▸ **Problem to work on**: Pick out every line of the entries below where "matches" occurs, and copy those lines.

▸ **Data records**:
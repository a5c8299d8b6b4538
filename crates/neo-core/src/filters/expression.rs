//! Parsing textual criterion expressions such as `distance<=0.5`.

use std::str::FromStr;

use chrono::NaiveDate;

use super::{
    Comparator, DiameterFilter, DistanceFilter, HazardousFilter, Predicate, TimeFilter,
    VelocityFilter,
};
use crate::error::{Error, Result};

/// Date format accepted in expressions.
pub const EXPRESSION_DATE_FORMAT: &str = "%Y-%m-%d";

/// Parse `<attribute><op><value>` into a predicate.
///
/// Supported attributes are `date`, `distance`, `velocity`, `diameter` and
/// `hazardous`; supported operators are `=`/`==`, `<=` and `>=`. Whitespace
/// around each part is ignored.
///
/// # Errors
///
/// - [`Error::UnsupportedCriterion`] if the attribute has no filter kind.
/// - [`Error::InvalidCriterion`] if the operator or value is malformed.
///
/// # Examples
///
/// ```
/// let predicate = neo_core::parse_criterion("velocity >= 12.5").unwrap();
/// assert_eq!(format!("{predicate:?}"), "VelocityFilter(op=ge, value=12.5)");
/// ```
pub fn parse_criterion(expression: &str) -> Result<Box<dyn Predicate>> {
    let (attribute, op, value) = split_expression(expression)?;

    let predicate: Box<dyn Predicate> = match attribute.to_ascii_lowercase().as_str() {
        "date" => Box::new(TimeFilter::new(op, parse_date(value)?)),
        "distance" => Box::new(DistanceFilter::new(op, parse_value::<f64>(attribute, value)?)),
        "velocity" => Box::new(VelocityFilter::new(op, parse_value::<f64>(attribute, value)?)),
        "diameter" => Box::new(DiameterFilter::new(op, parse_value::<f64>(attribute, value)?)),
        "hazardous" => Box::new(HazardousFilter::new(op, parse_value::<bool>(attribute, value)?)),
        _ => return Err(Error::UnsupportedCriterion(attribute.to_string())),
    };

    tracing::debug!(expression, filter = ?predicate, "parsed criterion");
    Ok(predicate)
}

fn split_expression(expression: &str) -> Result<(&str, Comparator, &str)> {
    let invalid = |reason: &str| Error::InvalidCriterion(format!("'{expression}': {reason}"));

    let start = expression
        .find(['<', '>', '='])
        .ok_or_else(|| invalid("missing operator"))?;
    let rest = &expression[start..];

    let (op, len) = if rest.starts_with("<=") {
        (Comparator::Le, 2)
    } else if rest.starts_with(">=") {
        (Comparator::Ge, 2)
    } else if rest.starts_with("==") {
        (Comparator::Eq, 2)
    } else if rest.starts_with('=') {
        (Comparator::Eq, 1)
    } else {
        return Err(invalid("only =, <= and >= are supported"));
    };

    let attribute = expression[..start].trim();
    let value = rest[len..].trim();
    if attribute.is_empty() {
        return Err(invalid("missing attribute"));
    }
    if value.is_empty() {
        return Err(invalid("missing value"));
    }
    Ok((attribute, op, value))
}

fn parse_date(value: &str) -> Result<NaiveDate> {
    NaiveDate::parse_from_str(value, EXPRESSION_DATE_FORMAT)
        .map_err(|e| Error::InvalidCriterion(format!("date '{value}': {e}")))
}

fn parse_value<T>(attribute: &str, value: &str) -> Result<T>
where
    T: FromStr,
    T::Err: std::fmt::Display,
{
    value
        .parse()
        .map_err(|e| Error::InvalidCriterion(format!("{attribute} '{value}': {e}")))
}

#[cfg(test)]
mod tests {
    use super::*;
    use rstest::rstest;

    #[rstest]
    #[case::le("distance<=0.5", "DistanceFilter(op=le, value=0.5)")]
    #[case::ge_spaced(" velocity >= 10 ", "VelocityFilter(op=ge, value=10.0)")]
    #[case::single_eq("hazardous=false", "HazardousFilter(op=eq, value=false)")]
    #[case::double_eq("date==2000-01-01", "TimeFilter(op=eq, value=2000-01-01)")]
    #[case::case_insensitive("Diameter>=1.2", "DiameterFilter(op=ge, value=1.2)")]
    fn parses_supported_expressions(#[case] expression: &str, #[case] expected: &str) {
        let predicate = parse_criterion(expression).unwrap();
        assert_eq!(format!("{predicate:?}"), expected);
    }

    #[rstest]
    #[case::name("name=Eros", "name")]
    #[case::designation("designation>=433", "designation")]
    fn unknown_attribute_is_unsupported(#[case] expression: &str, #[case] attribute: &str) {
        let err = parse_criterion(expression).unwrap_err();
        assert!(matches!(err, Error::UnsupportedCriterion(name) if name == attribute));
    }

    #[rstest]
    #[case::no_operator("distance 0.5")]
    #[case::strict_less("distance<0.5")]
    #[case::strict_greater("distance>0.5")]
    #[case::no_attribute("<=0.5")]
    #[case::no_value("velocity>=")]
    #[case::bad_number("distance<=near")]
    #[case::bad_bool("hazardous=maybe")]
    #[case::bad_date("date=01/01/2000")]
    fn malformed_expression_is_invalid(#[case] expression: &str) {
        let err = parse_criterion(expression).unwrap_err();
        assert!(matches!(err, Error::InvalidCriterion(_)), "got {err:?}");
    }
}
* * *
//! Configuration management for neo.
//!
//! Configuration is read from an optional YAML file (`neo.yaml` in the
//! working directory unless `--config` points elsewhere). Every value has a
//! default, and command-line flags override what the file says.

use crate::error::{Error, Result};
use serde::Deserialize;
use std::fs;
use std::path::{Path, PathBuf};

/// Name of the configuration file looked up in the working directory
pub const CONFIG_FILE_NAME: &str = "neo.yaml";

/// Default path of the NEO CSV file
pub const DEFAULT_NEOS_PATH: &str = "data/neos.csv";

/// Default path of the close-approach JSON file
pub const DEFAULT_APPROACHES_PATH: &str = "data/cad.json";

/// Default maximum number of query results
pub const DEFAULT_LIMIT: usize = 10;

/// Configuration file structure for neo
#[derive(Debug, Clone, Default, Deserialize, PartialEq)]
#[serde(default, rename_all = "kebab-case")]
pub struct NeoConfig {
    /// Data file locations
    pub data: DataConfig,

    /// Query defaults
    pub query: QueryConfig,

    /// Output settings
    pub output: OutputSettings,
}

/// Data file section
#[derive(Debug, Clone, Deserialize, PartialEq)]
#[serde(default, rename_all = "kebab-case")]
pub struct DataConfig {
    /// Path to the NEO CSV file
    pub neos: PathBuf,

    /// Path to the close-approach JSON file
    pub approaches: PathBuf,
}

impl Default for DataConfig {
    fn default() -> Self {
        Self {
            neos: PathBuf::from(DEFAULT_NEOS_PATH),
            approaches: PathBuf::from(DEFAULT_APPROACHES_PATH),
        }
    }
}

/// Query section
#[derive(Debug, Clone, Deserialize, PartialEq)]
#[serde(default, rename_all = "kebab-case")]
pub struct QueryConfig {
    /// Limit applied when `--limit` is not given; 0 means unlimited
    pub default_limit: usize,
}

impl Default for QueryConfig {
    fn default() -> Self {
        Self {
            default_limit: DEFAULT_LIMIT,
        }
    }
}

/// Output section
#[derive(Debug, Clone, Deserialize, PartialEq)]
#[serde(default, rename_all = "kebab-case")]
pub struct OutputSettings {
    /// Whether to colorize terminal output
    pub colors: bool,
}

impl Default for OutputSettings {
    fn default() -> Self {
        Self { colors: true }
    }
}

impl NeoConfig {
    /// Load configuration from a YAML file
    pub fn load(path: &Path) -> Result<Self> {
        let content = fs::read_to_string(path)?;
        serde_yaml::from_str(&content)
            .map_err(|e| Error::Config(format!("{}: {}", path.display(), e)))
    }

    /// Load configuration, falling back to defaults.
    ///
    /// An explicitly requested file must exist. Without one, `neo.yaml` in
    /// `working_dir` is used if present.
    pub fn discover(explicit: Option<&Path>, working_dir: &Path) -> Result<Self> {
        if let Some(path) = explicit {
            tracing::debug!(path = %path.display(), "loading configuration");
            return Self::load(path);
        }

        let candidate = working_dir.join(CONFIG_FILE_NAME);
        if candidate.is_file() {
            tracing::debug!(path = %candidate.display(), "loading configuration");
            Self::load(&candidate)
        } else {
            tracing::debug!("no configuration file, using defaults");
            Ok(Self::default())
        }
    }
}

▸ **Solved exercise**:
        assert!(matches!(err, Error::UnsupportedCriterion(name) if name == attribute));
        assert!(matches!(err, Error::InvalidCriterion(_)), "got {err:?}");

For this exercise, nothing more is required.